◆ TASK ITEM
Set down exactly the first line of the entries and every line after it, through the line with "use std::collections::BTreeMap;".

• • • •

//! Persistence provider contract.
//!
//! Providers are **opaque property-bag stores**. They load and save
//! [`PropertyContainer`] values keyed by [`EntityId`] and answer which
//! entities reference a given entity through a relation. The engine owns all
//! relation and lifecycle semantics - providers do not understand end-points,
//! transactions or commands.

use crate::entity::{EntityId, PropertyContainer, PropertyValue};
use crate::error::{CoreError, CoreResult};
use crate::metadata::RelationEndPointDefinition;
use parking_lot::RwLock;
use serde::{Deserialize, Serialize};
use std::collections::BTreeMap;
use std::sync::atomic::{AtomicUsize, Ordering};

/// Type of change written on commit.
#[derive(Debug, Clone, Copy, PartialEq, Eq, Serialize, Deserialize)]
pub enum ChangeKind {
    /// Entity did not exist in the store.
    Insert,
    /// Entity existed and changed.
    Update,
    /// Entity must be removed.
    Delete,
}

/// One entity written on commit.
#[derive(Debug, Clone, PartialEq, Serialize, Deserialize)]
pub struct EntityChange {
    /// The entity.
    pub id: EntityId,
    /// Type of change.
    pub kind: ChangeKind,
    /// Full property values, references included. Empty for deletes.
    pub properties: BTreeMap<String, PropertyValue>,
}

/// Everything a root transaction writes in one commit.
#[derive(Debug, Clone, Default, PartialEq, Serialize, Deserialize)]
pub struct ChangeSet {
    /// Changes in entity id order.
    pub changes: Vec<EntityChange>,
}

impl ChangeSet {
    /// Returns true if there is nothing to write.
    #[must_use]
    pub fn is_empty(&self) -> bool {
        self.changes.is_empty()
    }

    /// Returns the number of changed entities.
    #[must_use]
    pub fn len(&self) -> usize {
        self.changes.len()
    }

    /// Returns the ids of changes of one kind.
    #[must_use]
    pub fn ids_of(&self, kind: ChangeKind) -> Vec<&EntityId> {
        self.changes
            .iter()
            .filter(|change| change.kind == kind)
            .map(|change| &change.id)
            .collect()
    }
}

/// Loads and saves entity property bags.
///
/// # Invariants
///
/// - `load_properties` returns the values last saved for the entity
/// - `load_related` returns the entities whose real end-point named by the
///   definition's opposite currently references `entity`, in id order
/// - `save` applies a change set entirely or not at all
pub trait PersistenceProvider: Send + Sync {
    /// Loads the stored properties of an entity.
    ///
    /// # Errors
    ///
    /// Returns [`CoreError::EntityNotFound`] if the entity is not stored.
    fn load_properties(&self, id: &EntityId) -> CoreResult<PropertyContainer>;

    /// Loads the opposites of a virtual end-point.
    ///
    /// # Errors
    ///
    /// Returns an error if the definition has no opposite.
    fn load_related(
        &self,
        definition: &RelationEndPointDefinition,
        entity: &EntityId,
    ) -> CoreResult<Vec<EntityId>>;

    /// Writes a change set.
    ///
    /// # Errors
    ///
    /// Returns [`CoreError::Persistence`] if the change set cannot be applied.
    fn save(&self, changes: &ChangeSet) -> CoreResult<()>;
}

/// A provider that keeps every row in memory.
///
/// Suitable for tests and for sessions that never touch a real store.
///
/// ```rust
/// use unitwork_core::{ClassId, EntityId, InMemoryProvider, PersistenceProvider, PropertyValue};
///
/// let provider = InMemoryProvider::new();
/// let id = EntityId::new(ClassId::new("Customer"));
/// provider.insert(id.clone(), [("name", PropertyValue::from("Ada"))]);
///
/// let container = provider.load_properties(&id).unwrap();
/// assert_eq!(container.get("name"), Some(&PropertyValue::from("Ada")));
/// ```
#[derive(Debug, Default)]
pub struct InMemoryProvider {
    rows: RwLock<BTreeMap<EntityId, BTreeMap<String, PropertyValue>>>,
    property_loads: AtomicUsize,
    related_loads: AtomicUsize,
    saves: AtomicUsize,
}

impl InMemoryProvider {
    /// Creates an empty provider.
    #[must_use]
    pub fn new() -> Self {
        Self::default()
    }

    /// Stores a row, replacing any existing one.
    pub fn insert<K, I>(&self, id: EntityId, values: I)
    where
        K: Into<String>,
        I: IntoIterator<Item = (K, PropertyValue)>,
    {
        let row = values.into_iter().map(|(k, v)| (k.into(), v)).collect();
        self.rows.write().insert(id, row);
    }

    /// Returns a copy of a stored row.
    #[must_use]
    pub fn row(&self, id: &EntityId) -> Option<BTreeMap<String, PropertyValue>> {
        self.rows.read().get(id).cloned()
    }

    /// Returns true if a row is stored for the entity.
    #[must_use]
    pub fn contains(&self, id: &EntityId) -> bool {
        self.rows.read().contains_key(id)
    }

    /// Returns the number of stored rows.
    #[must_use]
    pub fn len(&self) -> usize {
        self.rows.read().len()
    }

    /// Returns true if nothing is stored.
    #[must_use]
    pub fn is_empty(&self) -> bool {
        self.rows.read().is_empty()
    }

    /// Number of `load_properties` calls so far.
    #[must_use]
    pub fn property_loads(&self) -> usize {
        self.property_loads.load(Ordering::SeqCst)
    }

    /// Number of `load_related` calls so far.
    #[must_use]
    pub fn related_loads(&self) -> usize {
        self.related_loads.load(Ordering::SeqCst)
    }

    /// Number of successful saves so far.
    #[must_use]
    pub fn saves(&self) -> usize {
        self.saves.load(Ordering::SeqCst)
    }
}

impl PersistenceProvider for InMemoryProvider {
    fn load_properties(&self, id: &EntityId) -> CoreResult<PropertyContainer> {
        self.property_loads.fetch_add(1, Ordering::SeqCst);
        self.rows
            .read()
            .get(id)
            .cloned()
            .map(PropertyContainer::from_values)
            .ok_or_else(|| CoreError::entity_not_found(id))
    }

    fn load_related(
        &self,
        definition: &RelationEndPointDefinition,
        entity: &EntityId,
    ) -> CoreResult<Vec<EntityId>> {
        self.related_loads.fetch_add(1, Ordering::SeqCst);
        let opposite = definition.opposite.as_ref().ok_or_else(|| {
            CoreError::invalid_argument(format!(
                "relation {}.{} has no opposite to load",
                definition.class, definition.property
            ))
        })?;

        let rows = self.rows.read();
        Ok(rows
            .iter()
            .filter(|(id, _)| *id.class() == opposite.class)
            .filter(|(_, row)| {
                row.get(&*opposite.property)
                    .and_then(PropertyValue::as_reference)
                    .flatten()
                    == Some(entity)
            })
            .map(|(id, _)| id.clone())
            .collect())
    }

    fn save(&self, changes: &ChangeSet) -> CoreResult<()> {
        let mut rows = self.rows.write();

        for change in &changes.changes {
            let exists = rows.contains_key(&change.id);
            match change.kind {
                ChangeKind::Insert if exists => {
                    return Err(CoreError::persistence(format!(
                        "cannot insert {}: already stored",
                        change.id
                    )));
                }
                ChangeKind::Update | ChangeKind::Delete if !exists => {
                    return Err(CoreError::persistence(format!(
                        "cannot write {}: not stored",
                        change.id
                    )));
                }
                _ => {}
            }
        }

        for change in &changes.changes {
            match change.kind {
                ChangeKind::Insert | ChangeKind::Update => {
                    rows.insert(change.id.clone(), change.properties.clone());
                }
                ChangeKind::Delete => {
                    rows.remove(&change.id);
                }
            }
        }

        self.saves.fetch_add(1, Ordering::SeqCst);
        Ok(())
    }
}

#[cfg(test)]
mod tests {
    use super::*;
    use crate::metadata::{MetadataBuilder, RelationMetadata};
    use crate::types::ClassId;

    fn customer_orders() -> RelationEndPointDefinition {
        let metadata = MetadataBuilder::new()
            .one_to_many("Customer", "orders", "Order", "customer")
            .build()
            .unwrap();
        metadata
            .definitions_for(&ClassId::new("Customer"))
            .remove(0)
    }

    #[test]
    fn load_missing_entity_fails() {
        let provider = InMemoryProvider::new();
        let id = EntityId::new(ClassId::new("Customer"));
        assert!(matches!(
            provider.load_properties(&id),
            Err(CoreError::EntityNotFound { .. })
        ));
        assert_eq!(provider.property_loads(), 1);
    }

    #[test]
    fn load_related_follows_references() {
        let provider = InMemoryProvider::new();
        let customer = EntityId::new(ClassId::new("Customer"));
        let other = EntityId::new(ClassId::new("Customer"));
        let order = EntityId::new(ClassId::new("Order"));
        provider.insert(customer.clone(), Vec::<(String, PropertyValue)>::new());
        provider.insert(
            order.clone(),
            [("customer", PropertyValue::Reference(Some(customer.clone())))],
        );
        provider.insert(
            EntityId::new(ClassId::new("Order")),
            [("customer", PropertyValue::Reference(Some(other)))],
        );

        let related = provider.load_related(&customer_orders(), &customer).unwrap();
        assert_eq!(related, vec![order]);
        assert_eq!(provider.related_loads(), 1);
    }

    #[test]
    fn save_is_all_or_nothing() {
        let provider = InMemoryProvider::new();
        let stored = EntityId::new(ClassId::new("Customer"));
        provider.insert(stored.clone(), [("name", PropertyValue::from("Ada"))]);

        let changes = ChangeSet {
            changes: vec![
                EntityChange {
                    id: stored.clone(),
                    kind: ChangeKind::Update,
                    properties: BTreeMap::from([("name".to_owned(), PropertyValue::from("Grace"))]),
                },
                EntityChange {
                    id: EntityId::new(ClassId::new("Customer")),
                    kind: ChangeKind::Delete,
                    properties: BTreeMap::new(),
                },
            ],
        };

        assert!(matches!(
            provider.save(&changes),
            Err(CoreError::Persistence { .. })
        ));
        assert_eq!(
            provider.row(&stored).unwrap().get("name"),
            Some(&PropertyValue::from("Ada"))
        );
        assert_eq!(provider.saves(), 0);
    }

    #[test]
    fn save_applies_inserts_updates_and_deletes() {
        let provider = InMemoryProvider::new();
        let kept = EntityId::new(ClassId::new("Customer"));
        let removed = EntityId::new(ClassId::new("Customer"));
        let created = EntityId::new(ClassId::new("Customer"));
        provider.insert(kept.clone(), [("n", PropertyValue::Int(1))]);
        provider.insert(removed.clone(), [("n", PropertyValue::Int(2))]);

        let changes = ChangeSet {
            changes: vec![
                EntityChange {
                    id: kept.clone(),
                    kind: ChangeKind::Update,
                    properties: BTreeMap::from([("n".to_owned(), PropertyValue::Int(10))]),
                },
                EntityChange {
                    id: removed.clone(),
                    kind: ChangeKind::Delete,
                    properties: BTreeMap::new(),
                },
                EntityChange {
                    id: created.clone(),
                    kind: ChangeKind::Insert,
                    properties: BTreeMap::new(),
                },
            ],
        };
        provider.save(&changes).unwrap();

        assert_eq!(provider.len(), 2);
        assert!(!provider.contains(&removed));
        assert!(provider.contains(&created));
        assert_eq!(changes.ids_of(ChangeKind::Delete), vec![&removed]);
    }
}
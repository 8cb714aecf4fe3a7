//! Request handler module
//!
//! Responsible for request routing dispatch and the behaviour of each endpoint.

pub mod delay;
pub mod pages;
pub mod router;

// Re-export main entry point
pub use router::{handle_request, RequestContext};
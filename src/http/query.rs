//! Query string parsing module
//!
//! Decodes `application/x-www-form-urlencoded` query strings.

/// Look up the first non-blank value for `name` in a raw query string
///
/// Pairs without a value (`ms` or `ms=`) are ignored, so a later pair with a
/// value still wins. Keys and values are percent-decoded and `+` is read as a
/// space.
pub fn get_param(query: Option<&str>, name: &str) -> Option<String> {
    query?
        .split('&')
        .filter_map(|pair| pair.split_once('='))
        .filter(|(_, value)| !value.is_empty())
        .find(|(key, _)| decode(key) == name)
        .map(|(_, value)| decode(value))
}

/// Percent-decode a query component
///
/// Malformed escapes are kept literally; invalid UTF-8 is replaced.
pub fn decode(input: &str) -> String {
    let bytes = input.as_bytes();
    let mut out = Vec::with_capacity(bytes.len());
    let mut i = 0;

    while i < bytes.len() {
        match bytes[i] {
            b'+' => out.push(b' '),
            b'%' if i + 2 < bytes.len() => {
                match (hex_value(bytes[i + 1]), hex_value(bytes[i + 2])) {
                    (Some(hi), Some(lo)) => {
                        out.push((hi << 4) | lo);
                        i += 2;
                    }
                    _ => out.push(b'%'),
                }
            }
            b => out.push(b),
        }
        i += 1;
    }

    String::from_utf8_lossy(&out).into_owned()
}

const fn hex_value(b: u8) -> Option<u8> {
    match b {
        b'0'..=b'9' => Some(b - b'0'),
        b'a'..=b'f' => Some(b - b'a' + 10),
        b'A'..=b'F' => Some(b - b'A' + 10),
        _ => None,
    }
}
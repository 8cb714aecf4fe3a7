// Configuration types module
// Defines all configuration-related data structures

use serde::Deserialize;

/// Main configuration structure
#[derive(Debug, Deserialize, Clone)]
pub struct Config {
    pub server: ServerConfig,
    pub logging: LoggingConfig,
    pub performance: PerformanceConfig,
    #[serde(default)]
    pub delay: DelayConfig,
}

/// Server configuration
#[derive(Debug, Deserialize, Clone)]
pub struct ServerConfig {
    pub host: String,
    pub port: u16,
    pub workers: Option<usize>,
}

/// Logging configuration
#[derive(Debug, Deserialize, Clone)]
pub struct LoggingConfig {
    pub access_log: bool,
    /// Access log format (common, combined, json, or custom pattern)
    #[serde(default = "default_access_log_format")]
    pub access_log_format: String,
    /// Access log file path (optional, stdout if not set)
    #[serde(default)]
    pub access_log_file: Option<String>,
    /// Error log file path (optional, stderr if not set)
    #[serde(default)]
    pub error_log_file: Option<String>,
}

#[allow(clippy::missing_const_for_fn)]
fn default_access_log_format() -> String {
    "common".to_string()
}

/// Performance configuration
#[derive(Debug, Deserialize, Clone)]
pub struct PerformanceConfig {
    pub keep_alive: bool,
    /// Seconds a client may take to send request headers
    pub header_read_timeout: u64,
    pub max_connections: Option<u64>,
}

/// Artificial delay endpoint configuration
#[derive(Debug, Deserialize, Clone, Default)]
pub struct DelayConfig {
    /// Upper bound applied to `/slow?ms=`; unbounded when unset
    #[serde(default)]
    pub max_ms: Option<i64>,
}
//! Artificial delay endpoint
//!
//! `/slow?ms=N` suspends only its own task with a timer, so other requests
//! on the runtime keep being served while it waits.

use std::borrow::Cow;
use std::time::Duration;

use hyper::Response;

use crate::error::RouterError;
use crate::http::{self, query, ResponseBody};

pub const SLOW_PATH: &str = "/slow";

/// Query parameter carrying the delay in milliseconds
pub const DELAY_PARAM: &str = "ms";

/// Used when the query has no `ms` value
pub const DEFAULT_DELAY_MS: &str = "1000";

/// Read the requested delay from the query string
pub fn parse_delay(raw_query: Option<&str>) -> Result<i64, RouterError> {
    let value = query::get_param(raw_query, DELAY_PARAM)
        .unwrap_or_else(|| DEFAULT_DELAY_MS.to_string());

    let parsed = strip_digit_separators(value.trim()).parse::<i64>();
    parsed.map_err(|source| RouterError::ParameterFormat {
        name: DELAY_PARAM,
        value,
        source,
    })
}

/// Remove single `_` separators placed between two digits (`1_000`)
///
/// Misplaced underscores are left in place so the parse rejects them.
fn strip_digit_separators(value: &str) -> Cow<'_, str> {
    if !value.contains('_') {
        return Cow::Borrowed(value);
    }

    let bytes = value.as_bytes();
    let well_placed = bytes.iter().enumerate().all(|(i, &b)| {
        b != b'_'
            || (i > 0
                && bytes[i - 1].is_ascii_digit()
                && bytes.get(i + 1).is_some_and(u8::is_ascii_digit))
    });

    if well_placed {
        Cow::Owned(value.replace('_', ""))
    } else {
        Cow::Borrowed(value)
    }
}

/// Clamp the requested delay to the configured maximum, if any
pub fn effective_delay(requested: i64, max_ms: Option<i64>) -> i64 {
    max_ms.map_or(requested, |max| requested.min(max))
}

/// Serve `/slow`: wait, then report the delay that was applied
pub async fn serve_slow(
    raw_query: Option<&str>,
    max_ms: Option<i64>,
) -> Result<Response<ResponseBody>, RouterError> {
    let delay_ms = effective_delay(parse_delay(raw_query)?, max_ms);

    // Zero and negative delays respond immediately
    if let Ok(wait) = u64::try_from(delay_ms) {
        if wait > 0 {
            tokio::time::sleep(Duration::from_millis(wait)).await;
        }
    }

    Ok(http::build_no_cache_text_response(
        format!("Delayed response ({delay_ms}ms)"),
        false,
    ))
}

• • • •

◆ WRITTEN ANSWER
//! Persistence provider contract.
//!
//! Providers are **opaque property-bag stores**. They load and save
//! [`PropertyContainer`] values keyed by [`EntityId`] and answer which
//! entities reference a given entity through a relation. The engine owns all
//! relation and lifecycle semantics - providers do not understand end-points,
//! transactions or commands.

use crate::entity::{EntityId, PropertyContainer, PropertyValue};
use crate::error::{CoreError, CoreResult};
use crate::metadata::RelationEndPointDefinition;
use parking_lot::RwLock;
use serde::{Deserialize, Serialize};
use std::collections::BTreeMap;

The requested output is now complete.